Reputation: 21
It is my understanding that "well-behaved" Android apps will unregister their broadcast receivers in onPause(). But this is complicated when you're enabling Bluetooth discoverability.
Let's say my well-behaved Activity unregisters its BLUETOOTH_SCAN_MODE_CHANGED receiver in its onPause(). Then, the user taps a button in-app to enable discoverability and this code is run:
Intent discoverableIntent = new Intent(BluetoothAdapter.ACTION_REQUEST_DISCOVERABLE);
startActivity(discoverableIntent);
In all cases I've encountered so far, the broadcast intent is fired before my Activity's onResume() method is called, which means it is fired before my Activity re-registers its receiver, and the Activity does not receive the broadcast intent that Bluetooth was made discoverable.
My workaround is to just leave the broadcast intent in place, i.e., to not unregister it in onPause().
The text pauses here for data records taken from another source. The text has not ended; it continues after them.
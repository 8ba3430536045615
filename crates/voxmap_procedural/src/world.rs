//! # Procedural Host World
//!
//! A stand-in for a live game: it owns the generated chunks and the player,
//! and it streams data in over time the way a real host does.
//!
//! ## Streaming Model
//!
//! - The block registry is published `registry_delay` after creation.
//! - Chunks exist only after `stream_step` generated them; until then every
//!   block in them reads as air.
//! - Each `stream_step` generates at most `chunks_per_step` chunks around the
//!   player, nearest first.

use std::collections::HashMap;
use std::time::{Duration, Instant};

use serde::{Deserialize, Serialize};
use voxmap_shared::{BlockId, BlockRegistry, ChunkCoord, PlayerState, Vec3, WorldAccessor, CHUNK_SIZE_I32};

use crate::terrain::{block_registry, GeneratedChunk, TerrainConfig, TerrainGenerator};

/// Streaming behaviour of the host.
#[derive(Clone, Debug, PartialEq, Serialize, Deserialize)]
#[serde(default)]
pub struct StreamingConfig {
    /// Delay before the block registry becomes visible, in milliseconds.
    pub registry_delay_ms: u64,
    /// Chunks (Chebyshev radius) kept generated around the player.
    pub radius: u32,
    /// Chunks generated per `stream_step`. `0` generates the whole radius.
    pub chunks_per_step: usize,
}

impl Default for StreamingConfig {
    fn default() -> Self {
        Self {
            registry_delay_ms: 0,
            radius: 4,
            chunks_per_step: 0,
        }
    }
}

/// Host world with generated terrain and a single player.
pub struct ProceduralWorld {
    generator: TerrainGenerator,
    registry: BlockRegistry,
    registry_ready_at: Instant,
    chunks: HashMap<ChunkCoord, GeneratedChunk>,
    player: Option<PlayerState>,
    streaming: StreamingConfig,
}

impl ProceduralWorld {
    /// Creates a world with nothing streamed in and no player.
    #[must_use]
    pub fn new(terrain: TerrainConfig, streaming: StreamingConfig) -> Self {
        Self {
            generator: TerrainGenerator::new(terrain),
            registry: block_registry(),
            registry_ready_at: Instant::now() + Duration::from_millis(streaming.registry_delay_ms),
            chunks: HashMap::new(),
            player: None,
            streaming,
        }
    }

    /// The terrain generator.
    #[must_use]
    pub const fn generator(&self) -> &TerrainGenerator {
        &self.generator
    }

    /// Places the player on the ground at `(x, z)`.
    pub fn spawn_player(&mut self, x: f32, z: f32, yaw: f32) {
        let ground = self.generator.height_at(x.floor() as i32, z.floor() as i32);
        let y = ground.max(self.generator.config().sea_level) as f32 + 1.0;
        self.player = Some(PlayerState::new(Vec3::new(x, y, z), yaw));
        tracing::info!("player spawned at ({x:.1}, {y:.1}, {z:.1})");
    }

    /// Moves the player.
    pub fn set_player(&mut self, position: Vec3, yaw: f32) {
        self.player = Some(PlayerState::new(position, yaw));
    }

    /// Removes the player (e.g. between levels).
    pub fn despawn_player(&mut self) {
        self.player = None;
    }

    /// Generates missing chunks around the player. Returns how many were generated.
    pub fn stream_step(&mut self) -> usize {
        let Some(player) = self.player else {
            return 0;
        };
        let center = ChunkCoord::from_world_pos(player.position.x, player.position.z);
        let budget = match self.streaming.chunks_per_step {
            0 => usize::MAX,
            n => n,
        };

        let mut generated = 0;
        for coord in center.window_nearest_first(self.streaming.radius) {
            if generated >= budget {
                break;
            }
            if self.chunks.contains_key(&coord) {
                continue;
            }
            self.chunks.insert(coord, self.generator.generate(coord));
            generated += 1;
        }
        if generated > 0 {
            tracing::trace!("streamed {generated} chunks around {center}");
        }
        generated
    }

    /// Generates a chunk immediately.
    pub fn load_chunk(&mut self, coord: ChunkCoord) {
        self.chunks
            .entry(coord)
            .or_insert_with(|| self.generator.generate(coord));
    }

    /// Drops a chunk; its blocks read as air again.
    pub fn unload_chunk(&mut self, coord: ChunkCoord) -> bool {
        self.chunks.remove(&coord).is_some()
    }

    /// Returns true if the chunk has been generated.
    #[must_use]
    pub fn is_loaded(&self, coord: ChunkCoord) -> bool {
        self.chunks.contains_key(&coord)
    }

    /// Number of generated chunks.
    #[must_use]
    pub fn loaded_chunks(&self) -> usize {
        self.chunks.len()
    }

    /// Changes one block. Ignored if the chunk is not loaded.
    pub fn set_block(&mut self, x: i32, y: i32, z: i32, id: BlockId) {
        let coord = ChunkCoord::from_block_pos(x, z);
        if let Some(chunk) = self.chunks.get_mut(&coord) {
            chunk.set(
                x.rem_euclid(CHUNK_SIZE_I32) as usize,
                y,
                z.rem_euclid(CHUNK_SIZE_I32) as usize,
                id,
            );
        }
    }
}

impl WorldAccessor for ProceduralWorld {
    fn block_registry(&self) -> Option<&BlockRegistry> {
        (Instant::now() >= self.registry_ready_at).then_some(&self.registry)
    }

    fn block_at(&self, x: i32, y: i32, z: i32) -> BlockId {
        self.chunks
            .get(&ChunkCoord::from_block_pos(x, z))
            .map_or(BlockId::AIR, |chunk| {
                chunk.get(
                    x.rem_euclid(CHUNK_SIZE_I32) as usize,
                    y,
                    z.rem_euclid(CHUNK_SIZE_I32) as usize,
                )
            })
    }

    fn player_position(&self) -> Option<Vec3> {
        self.player.map(|p| p.position)
    }

    fn player_yaw(&self) -> Option<f32> {
        self.player.map(|p| p.yaw)
    }
}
My questions are: is there a better workaround? and is it actually bad to leave broadcast receivers registered between onPause() and onResume()? Thanks!
Upvotes: 0
Views: 170
Reputation: 17
You can get the current Bluetooth discoverable state in onResume() like this:
final BluetoothAdapter adapter = BluetoothAdapter.getDefaultAdapter();
boolean discoverable = adapter.getScanMode() == BluetoothAdapter.SCAN_MODE_CONNECTABLE_DISCOVERABLE;
That way you can continue to unregister your broadcast receiver in onPause() and re-register it in onResume().
Upvotes: 1
Reputation: 242
You could delegate Bluetooth interaction to a Service. The BroadcastReceiver could be registered/unregistered by the Service, which lives across the Activity's lifecycle. Living in the same process of the Service, the Activity can connect to it as soon as it is resumed and get anything received by the BroadcastReceiver.